Growth inhibition was also reported in the marine diatom Nitzschia closterium exposed to TiO2 NPs, but only at very high concentrations (EC50 of 89-119 mg/L) for 96 h (Xia et al. 2015). Furthermore, our data are roughly in agreement with Aruoja et al. (2009), who reported the toxicities of bulk and ZnO nanoparticles were both similar to that of ZnSO4 (72 h, EC50 ~0.04 mg Zn/L). On the other hand, Li et al. (2015) reported 72 h EC50 values of 10.7 and 7.4 mg/L of TiO2 NPs for Karenia brevis and Skeletonema costatum, respectively. These contrasting results suggest that NPs toxicity can depend not only on the algal species tested, but also on the type of NPs tested or the different experimental conditions, which include illumination, salinity of culture medium, natural vs. artificial seawater, initial cell density. Moreover, toxic effects of NPs were found in freshwater algae at lower concentrations. In fact, measurable growth inhibition was found for Chlamydomonas reinhardtii at just 0.1 mg/L TiO2 NPs (Chen et al. 2012) and EC50 of only 5.8 mg/L for P. subcapitata (Aruoja et al. 2009). These results can be explained with a lower aggregation process occurring in fresh water compared to sea water, which allow the presence of small aggregates or even dispersed NPs (Handy et al. 2008). Keller et al. (2010) reported that the size of aggregates of TiO2 NPs is about 300 nm in freshwater and 1000-2000 nm in seawater.

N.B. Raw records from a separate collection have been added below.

//! Remote Scratch project lookup and download
//!
//! The Scratch API hands out project descriptors in two steps: a metadata
//! lookup on `api.scratch.mit.edu` that yields a short-lived project token,
//! then the descriptor itself from `projects.scratch.mit.edu` using that
//! token. Both base URLs can be overridden through environment variables,
//! which is also how the integration tests point the CLI at a local stub.

use std::fs;
use std::path::{Path, PathBuf};
use std::time::Duration;

use anyhow::{Context, Result};
use serde::Deserialize;

use crate::error::{hints, Scratch2ExeError};

/// Default metadata endpoint
const DEFAULT_API_BASE: &str = "https://api.scratch.mit.edu";

/// Default descriptor download endpoint
const DEFAULT_PROJECTS_BASE: &str = "https://projects.scratch.mit.edu";

/// Metadata returned by the Scratch API for a shared project
#[derive(Debug, Clone, Deserialize)]
pub struct ProjectInfo {
    /// Project id
    pub id: u64,

    /// Project title
    pub title: String,

    /// Download token, required since 2022 for descriptor access.
    /// Absent on some older API responses.
    #[serde(default)]
    pub project_token: Option<String>,
}

/// Blocking HTTP client for the Scratch project API
pub struct ProjectClient {
    api_base: String,
    projects_base: String,
    client: reqwest::blocking::Client,
}

impl ProjectClient {
    /// Create a client with timeouts and a crate user agent
    pub fn new() -> Result<Self> {
        let client = reqwest::blocking::Client::builder()
            .timeout(Duration::from_secs(30))
            .connect_timeout(Duration::from_secs(10))
            .user_agent(format!("scratch2exe/{}", env!("CARGO_PKG_VERSION")))
            .build()
            .context("Failed to create HTTP client")?;

        Ok(Self {
            api_base: base_url("SCRATCH_API_BASE", DEFAULT_API_BASE),
            projects_base: base_url("SCRATCH_PROJECTS_BASE", DEFAULT_PROJECTS_BASE),
            client,
        })
    }

    /// Look up project metadata (title and download token)
    pub fn lookup(&self, project_id: u64) -> Result<ProjectInfo> {
        let url = format!("{}/projects/{}", self.api_base, project_id);

        let response = self.client.get(&url).send().map_err(|e| {
            Scratch2ExeError::fetch_error(
                project_id,
                format!("request to {} failed", url),
                Some(e.into()),
                None,
            )
        })?;

        let status = response.status();
        if !status.is_success() {
            let hint = if status == reqwest::StatusCode::NOT_FOUND {
                Some(hints::project_not_found().to_string())
            } else {
                None
            };
            return Err(Scratch2ExeError::fetch_error(
                project_id,
                format!("HTTP {}", status.as_u16()),
                None,
                hint,
            )
            .into());
        }

        let info: ProjectInfo = response.json().map_err(|e| {
            Scratch2ExeError::fetch_error(
                project_id,
                "invalid project metadata",
                Some(e.into()),
                None,
            )
        })?;

        Ok(info)
    }

    /// Download the project descriptor to `dest`, overwriting any previous copy
    pub fn download(&self, info: &ProjectInfo, dest: &Path) -> Result<()> {
        let url = match &info.project_token {
            Some(token) => format!("{}/{}?token={}", self.projects_base, info.id, token),
            None => format!("{}/{}", self.projects_base, info.id),
        };

        let response = self.client.get(&url).send().map_err(|e| {
            Scratch2ExeError::fetch_error(
                info.id,
                "descriptor download failed",
                Some(e.into()),
                None,
            )
        })?;

        let status = response.status();
        if !status.is_success() {
            return Err(Scratch2ExeError::fetch_error(
                info.id,
                format!("descriptor download returned HTTP {}", status.as_u16()),
                None,
                None,
            )
            .into());
        }

        let bytes = response
            .bytes()
            .map_err(|e| {
                Scratch2ExeError::fetch_error(
                    info.id,
                    "descriptor download interrupted",
                    Some(e.into()),
                    None,
                )
            })?;

        fs::write(dest, &bytes)
            .with_context(|| format!("Failed to write descriptor to {}", dest.display()))?;

        Ok(())
    }
}

/// Path of the on-disk descriptor for a given `--json` value.
///
/// The `.sb3` suffix is fixed: `--json project.json` lands in
/// `project.json.sb3`, matching what the transpiler expects.
pub fn descriptor_path(json_name: &str) -> PathBuf {
    PathBuf::from(format!("{}.sb3", json_name))
}

fn base_url(var: &str, default: &str) -> String {
    match std::env::var(var) {
        Ok(v) if !v.is_empty() => v.trim_end_matches('/').to_string(),
        _ => default.to_string(),
    }
}

#[cfg(test)]
mod tests {
    use super::*;

    #[test]
    fn test_project_info_deserialization() {
        let json = r#"{
            "id": 60917032,
            "title": "Paper Minecraft",
            "project_token": "1700000000_abcdef",
            "visibility": "visible"
        }"#;

        let info: ProjectInfo = serde_json::from_str(json).unwrap();
        assert_eq!(info.id, 60917032);
        assert_eq!(info.title, "Paper Minecraft");
        assert_eq!(info.project_token.as_deref(), Some("1700000000_abcdef"));
    }

    #[test]
    fn test_project_info_without_token() {
        let json = r#"{"id": 104, "title": "old project"}"#;

        let info: ProjectInfo = serde_json::from_str(json).unwrap();
        assert_eq!(info.id, 104);
        assert!(info.project_token.is_none());
    }

    #[test]
    fn test_descriptor_path_appends_sb3() {
        assert_eq!(
            descriptor_path("project.json"),
            PathBuf::from("project.json.sb3")
        );
        assert_eq!(descriptor_path("my-game"), PathBuf::from("my-game.sb3"));
    }
}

Xiao et al. (2016) determined that the EC50 value of three kinds of QDs on C. pyrenoidosa was increased during the exposure time, implying that their inhibition effects declined with increase of exposure time.
CONCLUSIONS
This study contributes to the understanding of predictive ecotoxicology in the impact of QD nanoparticles on aquatic ecosystems, with the following results in the IC50 of P. subcapitata: IC50 = 1.94 nM of QDs (a) for orange fluorescence; IC50 = 1.68 nM of QDs (r) for red fluorescence; IC50 = 2.03 nM of QDs (v) for green fluorescence. The sensitivity of QD nanoparticles bioassays has the following order of sensitivity, being more sensitive the red fluorescence bioassay: QDs (r) ˃ QDs (a) ˃ QDs (v), where the toxicity of QDs is evident by the type of fluorescence stimulated by ultraviolet light with MIF between 140-21 for QDs (a); 145-17 for QDs (r); and 139-19 for QDs (v) at concentrations of 0.1, 2, 3 and 4 nM of QDs. Impregnations of QD nanoparticles observed in very low concentrations as 10-9 M are dangerous since they are permeable to intact skin with different physicochemical properties. In conclusion, these results are of great importance for practical applications of QDs. This work will provide essential data for future studies on the downstream effects of QDs on the microalgae food chain (Fig. 5).